___ Provided information

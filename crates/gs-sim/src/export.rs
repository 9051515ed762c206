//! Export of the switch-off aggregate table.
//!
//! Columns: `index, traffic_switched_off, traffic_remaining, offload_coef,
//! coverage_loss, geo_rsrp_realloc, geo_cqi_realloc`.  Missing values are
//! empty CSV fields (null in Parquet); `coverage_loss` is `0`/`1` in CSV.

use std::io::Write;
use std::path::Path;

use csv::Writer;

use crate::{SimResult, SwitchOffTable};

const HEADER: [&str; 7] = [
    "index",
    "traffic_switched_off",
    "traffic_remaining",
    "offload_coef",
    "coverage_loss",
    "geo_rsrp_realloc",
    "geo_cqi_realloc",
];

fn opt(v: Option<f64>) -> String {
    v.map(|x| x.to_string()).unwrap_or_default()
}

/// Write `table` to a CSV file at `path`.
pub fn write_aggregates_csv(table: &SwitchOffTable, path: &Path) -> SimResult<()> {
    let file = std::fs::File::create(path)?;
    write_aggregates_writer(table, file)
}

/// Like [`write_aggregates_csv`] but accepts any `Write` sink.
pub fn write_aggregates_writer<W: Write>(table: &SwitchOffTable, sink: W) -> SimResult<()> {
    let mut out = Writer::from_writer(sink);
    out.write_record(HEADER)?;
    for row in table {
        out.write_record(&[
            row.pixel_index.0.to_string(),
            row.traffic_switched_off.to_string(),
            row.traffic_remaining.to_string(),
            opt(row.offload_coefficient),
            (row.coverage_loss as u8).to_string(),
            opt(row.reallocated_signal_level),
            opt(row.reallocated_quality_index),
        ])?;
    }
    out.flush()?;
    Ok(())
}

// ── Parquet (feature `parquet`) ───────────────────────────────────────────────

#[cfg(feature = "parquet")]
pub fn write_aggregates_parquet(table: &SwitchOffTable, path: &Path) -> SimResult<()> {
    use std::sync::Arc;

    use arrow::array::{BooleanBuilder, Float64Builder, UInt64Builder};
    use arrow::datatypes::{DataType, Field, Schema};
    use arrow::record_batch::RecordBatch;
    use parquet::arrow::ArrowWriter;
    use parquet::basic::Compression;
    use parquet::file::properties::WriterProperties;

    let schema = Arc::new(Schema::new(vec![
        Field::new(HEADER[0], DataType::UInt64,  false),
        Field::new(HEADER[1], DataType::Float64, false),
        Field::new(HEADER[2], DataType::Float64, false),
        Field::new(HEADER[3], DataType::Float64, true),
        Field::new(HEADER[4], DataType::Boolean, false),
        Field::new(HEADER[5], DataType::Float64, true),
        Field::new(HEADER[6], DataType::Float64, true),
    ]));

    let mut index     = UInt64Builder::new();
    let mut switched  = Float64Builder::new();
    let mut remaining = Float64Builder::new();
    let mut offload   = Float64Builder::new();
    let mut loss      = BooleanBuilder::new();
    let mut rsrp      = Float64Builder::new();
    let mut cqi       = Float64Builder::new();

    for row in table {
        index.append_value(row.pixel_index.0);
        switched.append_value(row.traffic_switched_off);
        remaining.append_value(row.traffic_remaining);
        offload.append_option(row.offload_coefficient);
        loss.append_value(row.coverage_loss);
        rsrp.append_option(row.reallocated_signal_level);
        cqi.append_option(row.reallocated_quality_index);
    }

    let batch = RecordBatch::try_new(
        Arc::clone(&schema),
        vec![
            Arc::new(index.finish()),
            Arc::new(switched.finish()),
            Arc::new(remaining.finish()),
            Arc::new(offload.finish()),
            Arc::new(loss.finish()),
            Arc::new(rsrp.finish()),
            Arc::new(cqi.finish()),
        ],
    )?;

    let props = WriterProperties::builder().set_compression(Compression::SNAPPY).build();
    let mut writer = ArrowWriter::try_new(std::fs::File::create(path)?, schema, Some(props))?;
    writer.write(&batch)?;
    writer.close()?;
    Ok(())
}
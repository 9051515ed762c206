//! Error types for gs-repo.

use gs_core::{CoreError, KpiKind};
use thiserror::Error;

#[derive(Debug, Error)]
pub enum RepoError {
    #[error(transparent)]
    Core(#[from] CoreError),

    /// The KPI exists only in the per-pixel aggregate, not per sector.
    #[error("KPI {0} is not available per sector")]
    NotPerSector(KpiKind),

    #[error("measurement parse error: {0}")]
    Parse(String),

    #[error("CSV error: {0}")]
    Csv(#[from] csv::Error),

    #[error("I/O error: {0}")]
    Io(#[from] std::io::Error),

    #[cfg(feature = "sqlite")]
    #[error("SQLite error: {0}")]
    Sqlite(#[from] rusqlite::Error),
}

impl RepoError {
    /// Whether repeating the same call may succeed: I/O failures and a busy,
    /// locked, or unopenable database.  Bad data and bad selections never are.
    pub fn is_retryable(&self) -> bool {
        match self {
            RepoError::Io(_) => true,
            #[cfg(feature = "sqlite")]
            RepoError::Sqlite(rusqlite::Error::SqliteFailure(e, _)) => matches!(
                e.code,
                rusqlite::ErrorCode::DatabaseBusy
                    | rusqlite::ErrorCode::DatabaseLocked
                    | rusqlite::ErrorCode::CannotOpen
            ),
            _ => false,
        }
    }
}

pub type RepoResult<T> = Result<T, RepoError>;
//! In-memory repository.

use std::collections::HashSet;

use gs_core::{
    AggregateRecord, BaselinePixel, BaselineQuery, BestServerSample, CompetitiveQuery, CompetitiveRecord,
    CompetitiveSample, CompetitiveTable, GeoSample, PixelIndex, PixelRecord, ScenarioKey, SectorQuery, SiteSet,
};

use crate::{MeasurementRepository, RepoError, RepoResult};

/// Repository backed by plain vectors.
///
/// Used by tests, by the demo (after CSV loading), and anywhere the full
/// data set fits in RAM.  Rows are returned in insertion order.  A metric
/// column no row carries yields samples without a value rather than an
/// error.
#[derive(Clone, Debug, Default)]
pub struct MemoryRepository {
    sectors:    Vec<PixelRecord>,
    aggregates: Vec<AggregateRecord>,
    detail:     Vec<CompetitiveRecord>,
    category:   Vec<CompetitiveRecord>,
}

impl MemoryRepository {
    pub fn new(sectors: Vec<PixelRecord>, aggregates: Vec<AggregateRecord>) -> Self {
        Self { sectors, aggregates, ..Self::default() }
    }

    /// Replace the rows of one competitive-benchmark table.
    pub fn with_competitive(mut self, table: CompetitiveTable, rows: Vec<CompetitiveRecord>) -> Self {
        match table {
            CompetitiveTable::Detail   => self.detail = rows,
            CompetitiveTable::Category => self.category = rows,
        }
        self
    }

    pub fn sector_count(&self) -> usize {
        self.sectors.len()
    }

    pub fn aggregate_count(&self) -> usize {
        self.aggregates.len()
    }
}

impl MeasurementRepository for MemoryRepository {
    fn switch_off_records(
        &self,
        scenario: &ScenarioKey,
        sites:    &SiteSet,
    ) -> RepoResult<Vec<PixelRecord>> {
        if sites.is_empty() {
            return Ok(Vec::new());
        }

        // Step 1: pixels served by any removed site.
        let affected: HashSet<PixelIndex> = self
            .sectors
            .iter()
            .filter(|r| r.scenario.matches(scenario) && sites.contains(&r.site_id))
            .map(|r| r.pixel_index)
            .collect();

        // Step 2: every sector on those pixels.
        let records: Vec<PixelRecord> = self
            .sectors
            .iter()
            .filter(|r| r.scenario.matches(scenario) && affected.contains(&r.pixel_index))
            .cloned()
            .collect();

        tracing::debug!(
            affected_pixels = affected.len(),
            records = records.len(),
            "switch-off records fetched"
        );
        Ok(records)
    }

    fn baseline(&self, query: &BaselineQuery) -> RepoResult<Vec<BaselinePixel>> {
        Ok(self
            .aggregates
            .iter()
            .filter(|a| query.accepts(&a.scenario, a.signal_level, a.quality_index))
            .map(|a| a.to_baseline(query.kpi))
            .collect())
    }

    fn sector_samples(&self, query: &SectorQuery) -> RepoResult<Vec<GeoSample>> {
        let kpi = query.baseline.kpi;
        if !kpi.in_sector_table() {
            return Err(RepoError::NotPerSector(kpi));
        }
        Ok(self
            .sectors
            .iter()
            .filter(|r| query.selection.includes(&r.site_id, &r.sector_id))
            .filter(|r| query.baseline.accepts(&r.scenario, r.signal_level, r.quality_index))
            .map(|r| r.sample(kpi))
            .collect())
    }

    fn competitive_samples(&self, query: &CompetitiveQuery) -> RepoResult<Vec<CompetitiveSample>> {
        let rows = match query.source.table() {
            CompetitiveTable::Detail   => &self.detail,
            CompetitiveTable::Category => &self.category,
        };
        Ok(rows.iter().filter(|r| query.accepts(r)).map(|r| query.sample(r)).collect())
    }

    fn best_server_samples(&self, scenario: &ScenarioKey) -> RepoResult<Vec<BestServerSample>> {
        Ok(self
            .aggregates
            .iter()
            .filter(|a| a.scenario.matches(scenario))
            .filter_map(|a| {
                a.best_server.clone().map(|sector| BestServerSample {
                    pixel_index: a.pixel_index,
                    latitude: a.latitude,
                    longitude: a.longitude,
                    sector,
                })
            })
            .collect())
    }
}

______

### Required action:
Only the lines from the start of the material through the line containing "empty CSV fields" belong in the answer, each copied exactly.

### Answer below:
filename crates/gs-sim/src/export.rs
repository 9051515ed762c206
//! Export of the switch-off aggregate table.
//!
//! Columns: `index, traffic_switched_off, traffic_remaining, offload_coef,
//! coverage_loss, geo_rsrp_realloc, geo_cqi_realloc`.  Missing values are
//! empty CSV fields (null in Parquet); `coverage_loss` is `0`/`1` in CSV.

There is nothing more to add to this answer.